> Problem:
Filter the lines below, copying only those with the string "DomainError".

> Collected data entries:
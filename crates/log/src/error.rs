//! Logger errors

use thiserror::Error;

/// Errors raised while installing the subscriber
#[derive(Debug, Error)]
pub enum LogError {
    /// Filter directive could not be parsed
    #[error("Invalid log filter: {0}")]
    Filter(String),

    /// A global subscriber is already installed
    #[error("Failed to install subscriber: {0}")]
    Init(String),
}

/// Result alias for logger setup
pub type LogResult<T> = Result<T, LogError>;
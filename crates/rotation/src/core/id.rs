//! Secret and version identifiers with validation
//!
//! Both identifiers are opaque to the rotation core: a [`SecretId`] is an ARN
//! or friendly name handed over by the scheduler, a [`VersionId`] is the client
//! request token the store uses as its idempotency key. Validation only rejects
//! values no store would accept, so malformed invocations fail before any
//! remote call is made.

use serde::{Deserialize, Serialize};
use std::fmt;
use thiserror::Error;

/// Maximum length for secret identifiers (full ARNs fit comfortably)
const MAX_SECRET_ID_LENGTH: usize = 2048;

/// Maximum length for version tokens
const MAX_VERSION_ID_LENGTH: usize = 64;

/// Identifier validation failures
#[derive(Debug, Clone, PartialEq, Eq, Error)]
pub enum IdError {
    /// Identifier was empty
    #[error("{kind} must not be empty")]
    Empty { kind: &'static str },

    /// Identifier was present but unusable
    #[error("invalid {kind} '{id}': {reason}")]
    Invalid {
        kind: &'static str,
        id: String,
        reason: String,
    },
}

fn check(kind: &'static str, id: &str, max_len: usize, allow_spaces: bool) -> Result<(), IdError> {
    if id.is_empty() {
        return Err(IdError::Empty { kind });
    }

    if id.chars().count() > max_len {
        return Err(IdError::Invalid {
            kind,
            id: id.to_string(),
            reason: format!("exceeds maximum length of {max_len} characters"),
        });
    }

    if let Some(bad) = id
        .chars()
        .find(|c| c.is_control() || (!allow_spaces && c.is_whitespace()))
    {
        return Err(IdError::Invalid {
            kind,
            id: id.to_string(),
            reason: format!("contains disallowed character {bad:?}"),
        });
    }

    Ok(())
}

/// Identifier of a secret in the store (ARN or name)
///
/// # Examples
///
/// ```
/// use stagehand_rotation::SecretId;
///
/// let id = SecretId::new("arn:aws:secretsmanager:us-east-1:123456789012:secret:db-pwd")?;
/// assert!(id.as_str().ends_with("db-pwd"));
///
/// assert!(SecretId::new("").is_err());
/// # Ok::<(), stagehand_rotation::IdError>(())
/// ```
#[derive(Debug, Clone, PartialEq, Eq, Hash, PartialOrd, Ord, Serialize, Deserialize)]
#[serde(try_from = "String", into = "String")]
pub struct SecretId(String);

impl SecretId {
    /// Creates a validated secret identifier
    pub fn new(id: impl Into<String>) -> Result<Self, IdError> {
        let id = id.into();
        check("secret id", &id, MAX_SECRET_ID_LENGTH, true)?;
        Ok(Self(id))
    }

    /// Returns the identifier as a string slice
    pub fn as_str(&self) -> &str {
        &self.0
    }
}

impl fmt::Display for SecretId {
    fn fmt(&self, f: &mut fmt::Formatter<'_>) -> fmt::Result {
        f.write_str(&self.0)
    }
}

impl AsRef<str> for SecretId {
    fn as_ref(&self) -> &str {
        &self.0
    }
}

impl From<SecretId> for String {
    fn from(id: SecretId) -> Self {
        id.0
    }
}

impl TryFrom<String> for SecretId {
    type Error = IdError;

    fn try_from(s: String) -> Result<Self, Self::Error> {
        Self::new(s)
    }
}

impl TryFrom<&str> for SecretId {
    type Error = IdError;

    fn try_from(s: &str) -> Result<Self, Self::Error> {
        Self::new(s)
    }
}

/// Identifier of one version of a secret
///
/// During rotation this is the client request token chosen by the scheduler;
/// the rotation core never generates one.
#[derive(Debug, Clone, PartialEq, Eq, Hash, PartialOrd, Ord, Serialize, Deserialize)]
#[serde(try_from = "String", into = "String")]
pub struct VersionId(String);

impl VersionId {
    /// Creates a validated version identifier
    pub fn new(id: impl Into<String>) -> Result<Self, IdError> {
        let id = id.into();
        check("version id", &id, MAX_VERSION_ID_LENGTH, false)?;
        Ok(Self(id))
    }

    /// Returns the identifier as a string slice
    pub fn as_str(&self) -> &str {
        &self.0
    }
}

impl fmt::Display for VersionId {
    fn fmt(&self, f: &mut fmt::Formatter<'_>) -> fmt::Result {
        f.write_str(&self.0)
    }
}

impl AsRef<str> for VersionId {
    fn as_ref(&self) -> &str {
        &self.0
    }
}

impl From<VersionId> for String {
    fn from(id: VersionId) -> Self {
        id.0
    }
}

impl TryFrom<String> for VersionId {
    type Error = IdError;

    fn try_from(s: String) -> Result<Self, Self::Error> {
        Self::new(s)
    }
}

impl TryFrom<&str> for VersionId {
    type Error = IdError;

    fn try_from(s: &str) -> Result<Self, Self::Error> {
        Self::new(s)
    }
}

#[cfg(test)]
mod tests {
    use super::*;

    #[test]
    fn test_valid_secret_ids() {
        assert!(SecretId::new("db-pwd").is_ok());
        assert!(SecretId::new("prod/app/db password").is_ok());
        assert!(SecretId::new("arn:aws:secretsmanager:eu-west-1:000000000000:secret:x-AbCdEf").is_ok());
    }

    #[test]
    fn test_invalid_secret_ids() {
        assert_eq!(
            SecretId::new(""),
            Err(IdError::Empty { kind: "secret id" })
        );
        assert!(matches!(
            SecretId::new("line\nbreak"),
            Err(IdError::Invalid { .. })
        ));

        let too_long = "s".repeat(2049);
        let result = SecretId::new(too_long);
        if let Err(IdError::Invalid { reason, .. }) = result {
            assert!(reason.contains("2048"));
        } else {
            panic!("expected length violation");
        }

        assert!(SecretId::new("s".repeat(2048)).is_ok());
    }

    #[test]
    fn test_version_id_rules() {
        assert!(VersionId::new("v2").is_ok());
        assert!(VersionId::new("EXAMPLE1-90ab-cdef-fedc-ba987SECRET1").is_ok());
        assert!(VersionId::new("v 2").is_err());
        assert!(VersionId::new("v".repeat(65)).is_err());
        assert!(VersionId::new("v".repeat(64)).is_ok());
    }

    #[test]
    fn test_serde_round_trip_as_plain_string() {
        let id = VersionId::new("v2").unwrap();
        let json = serde_json::to_string(&id).unwrap();
        assert_eq!(json, "\"v2\"");

        let bad: Result<VersionId, _> = serde_json::from_str("\"\"");
        assert!(bad.is_err());
    }
}
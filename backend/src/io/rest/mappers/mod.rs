pub mod cow_mapper;
pub mod herd_mapper;
pub mod insemination_mapper;
pub mod session_mapper;

pub use cow_mapper::CowMapper;
pub use herd_mapper::HerdMapper;
pub use insemination_mapper::InseminationMapper;
pub use session_mapper::SessionMapper;
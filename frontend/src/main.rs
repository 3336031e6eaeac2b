use shared::{herd, AppView, Cow};
use yew::prelude::*;

mod components;
mod hooks;
mod services;
mod state;

use components::assistant_panel::AssistantPanel;
use components::bottom_nav::BottomNav;
use components::cow_list::CowList;
use components::cow_modal::CowModalView;
use components::dashboard::Dashboard;
use components::header::Header;
use components::insemination_list::InseminationList;
use components::insemination_modal::InseminationModalView;
use components::login_screen::LoginScreen;
use components::pregnancy_list::PregnancyList;
use components::pull_to_refresh::PullToRefresh;
use hooks::{use_assistant, use_herd, use_session};
use services::api::ApiClient;
use state::{UiAction, UiState};

#[function_component(App)]
fn app() -> Html {
    let api_client = use_memo((), |_| ApiClient::new());
    let ui = use_reducer(UiState::default);
    let session = use_session(&api_client);
    let farmer_id = session.farmer.as_ref().map(|farmer| farmer.id.clone());
    let herd = use_herd(&api_client, farmer_id.clone());
    let assistant = use_assistant(&api_client, herd.state.cows.clone(), herd.state.records.clone());

    let on_logout = {
        let logout = session.logout.clone();
        let dispatch = ui.dispatcher();
        Callback::from(move |_| {
            logout.emit(());
            dispatch.dispatch(UiAction::Reset);
        })
    };

    if session.restoring {
        return html! { <div class="loading-screen">{"Loading..."}</div> };
    }

    let (Some(farmer), Some(farmer_id)) = (session.farmer.clone(), farmer_id) else {
        return html! { <LoginScreen on_login={session.login.clone()} error={session.error.clone()} /> };
    };

    let dispatch = ui.dispatcher();
    let on_navigate = {
        let dispatch = dispatch.clone();
        Callback::from(move |view: AppView| dispatch.dispatch(UiAction::Navigate(view)))
    };

    let view = if herd.state.loading && herd.state.cows.is_empty() && herd.state.records.is_empty() {
        html! { <div class="loading">{"Loading herd..."}</div> }
    } else {
        match ui.view {
            AppView::Dashboard => {
                let on_confirm_now = {
                    let dispatch = dispatch.clone();
                    Callback::from(move |_| dispatch.dispatch(UiAction::Navigate(AppView::Inseminations)))
                };
                html! { <Dashboard herd={herd.state.clone()} today={herd::today()} {on_confirm_now} /> }
            }
            AppView::Cows => {
                let on_add = {
                    let dispatch = dispatch.clone();
                    Callback::from(move |_| dispatch.dispatch(UiAction::OpenNewCow))
                };
                let on_edit = {
                    let dispatch = dispatch.clone();
                    Callback::from(move |cow: Cow| dispatch.dispatch(UiAction::OpenEditCow(cow)))
                };
                html! {
                    <CowList
                        cows={herd.state.cows.clone()}
                        {on_add}
                        {on_edit}
                        on_delete={herd.actions.delete_cow.clone()}
                    />
                }
            }
            AppView::Inseminations => html! {
                <InseminationList
                    herd={herd.state.clone()}
                    filter={ui.filter.clone()}
                    show_filters={ui.show_filters}
                    dispatch={dispatch.clone()}
                    on_confirm={herd.actions.confirm_insemination.clone()}
                    on_delete={herd.actions.delete_insemination.clone()}
                />
            },
            AppView::Pregnancies => html! { <PregnancyList pregnancies={herd.state.pregnancies()} /> },
            AppView::Assistant => html! { <AssistantPanel assistant={assistant.clone()} /> },
        }
    };

    let on_cow_saved = {
        let dispatch = dispatch.clone();
        let reload = herd.actions.reload.clone();
        Callback::from(move |_| {
            dispatch.dispatch(UiAction::CloseCowModal);
            reload.emit(());
        })
    };

    let on_cow_modal_close = {
        let dispatch = dispatch.clone();
        Callback::from(move |_| dispatch.dispatch(UiAction::CloseCowModal))
    };

    html! {
        <div class="app">
            <Header {farmer} {on_logout} />
            <main class="main-content">
                <PullToRefresh on_refresh={herd.actions.refresh.clone()}>
                    {view}
                </PullToRefresh>
            </main>
            <BottomNav active={ui.view} {on_navigate} />

            <CowModalView
                modal={ui.cow_modal.clone()}
                farmer_id={farmer_id.clone()}
                api_client={(*api_client).clone()}
                on_success={on_cow_saved}
                on_close={on_cow_modal_close}
            />
            <InseminationModalView
                modal={ui.insemination_modal.clone()}
                cows={herd.state.cows.clone()}
                {farmer_id}
                api_client={(*api_client).clone()}
                {dispatch}
                on_success={herd.actions.reload.clone()}
            />
        </div>
    }
}

fn main() {
    yew::Renderer::<App>::new().render();
}
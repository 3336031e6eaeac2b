use thiserror::Error;

/// Failures the domain layer reports to callers. Storage failures travel as
/// plain `anyhow` errors next to these.
#[derive(Debug, Error, PartialEq)]
pub enum DomainError {
    #[error("{0}")]
    Validation(String),
    #[error("{entity} not found: {id}")]
    NotFound { entity: &'static str, id: String },
}

impl DomainError {
    pub fn validation(message: impl Into<String>) -> Self {
        DomainError::Validation(message.into())
    }

    pub fn not_found(entity: &'static str, id: impl Into<String>) -> Self {
        DomainError::NotFound { entity, id: id.into() }
    }
}

/// Failures talking to the text-generation backend of the assistant
#[derive(Debug, Error)]
pub enum AdvisoryError {
    #[error("No API key configured for the advisory service")]
    MissingCredential,
    #[error("Request to the advisory service failed: {0}")]
    Http(String),
    #[error("Advisory service returned status {0}: {1}")]
    Status(u16, String),
    #[error("Advisory service returned an unexpected response: {0}")]
    Malformed(String),
    #[error("Advisory service returned no text")]
    EmptyResponse,
}
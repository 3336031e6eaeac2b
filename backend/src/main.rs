use tracing::info;
use tracing_subscriber::EnvFilter;

use cowmanager_backend::config::AppConfig;

#[tokio::main]
async fn main() -> anyhow::Result<()> {
    tracing_subscriber::fmt()
        .with_env_filter(EnvFilter::try_from_default_env().unwrap_or_else(|_| EnvFilter::new("info")))
        .init();

    let config = AppConfig::load()?;
    info!("Using data directory {}", config.data_directory.display());

    cowmanager_backend::run(config).await
}
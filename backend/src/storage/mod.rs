//! # Storage Module
//!
//! Handles all data persistence for CowManager.
//!
//! Everything is kept in a small key-value store: each fixed key holds one
//! JSON document, either an array of records or the current-session object.
//! Writing a key replaces its whole value, so every write is a single atomic
//! replacement and reads always see the last write.
//!
//! ## Layout
//!
//! - **traits**: the `RecordStore` key-value contract and the per-entity
//!   storage traits the domain layer talks to
//! - **json_store**: file-backed store, one `<key>.json` per key
//! - **memory_store**: in-process store for tests and embedding
//! - **connection**: typed JSON access on top of a `RecordStore`, plus the
//!   write lock that keeps read-modify-write sequences atomic
//! - **repositories**: farmer, session, cow and insemination repositories
//!
//! Referential integrity lives here too: deleting a cow removes its
//! insemination records in the same locked write sequence.

pub mod connection;
pub mod json_store;
pub mod memory_store;
pub mod repositories;
pub mod traits;

#[cfg(test)]
pub mod test_utils;

pub use connection::{keys, Collection, StoreConnection};
pub use json_store::JsonFileStore;
pub use memory_store::MemoryStore;
pub use repositories::{CowRepository, FarmerRepository, InseminationRepository, SessionRepository};
pub use traits::{CowStorage, FarmerStorage, InseminationStorage, RecordStore, SessionStorage};
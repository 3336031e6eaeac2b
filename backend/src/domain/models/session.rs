use super::farmer::Farmer;

/// The farmer a request acts on behalf of
#[derive(Debug, Clone, PartialEq)]
pub struct Session {
    pub farmer: Farmer,
}

impl Session {
    pub fn new(farmer: Farmer) -> Self {
        Self { farmer }
    }

    pub fn farmer_id(&self) -> &str {
        &self.farmer.id
    }
}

> Reply:
pub enum DomainError {
impl DomainError {
        DomainError::Validation(message.into())
        DomainError::NotFound { entity, id: id.into() }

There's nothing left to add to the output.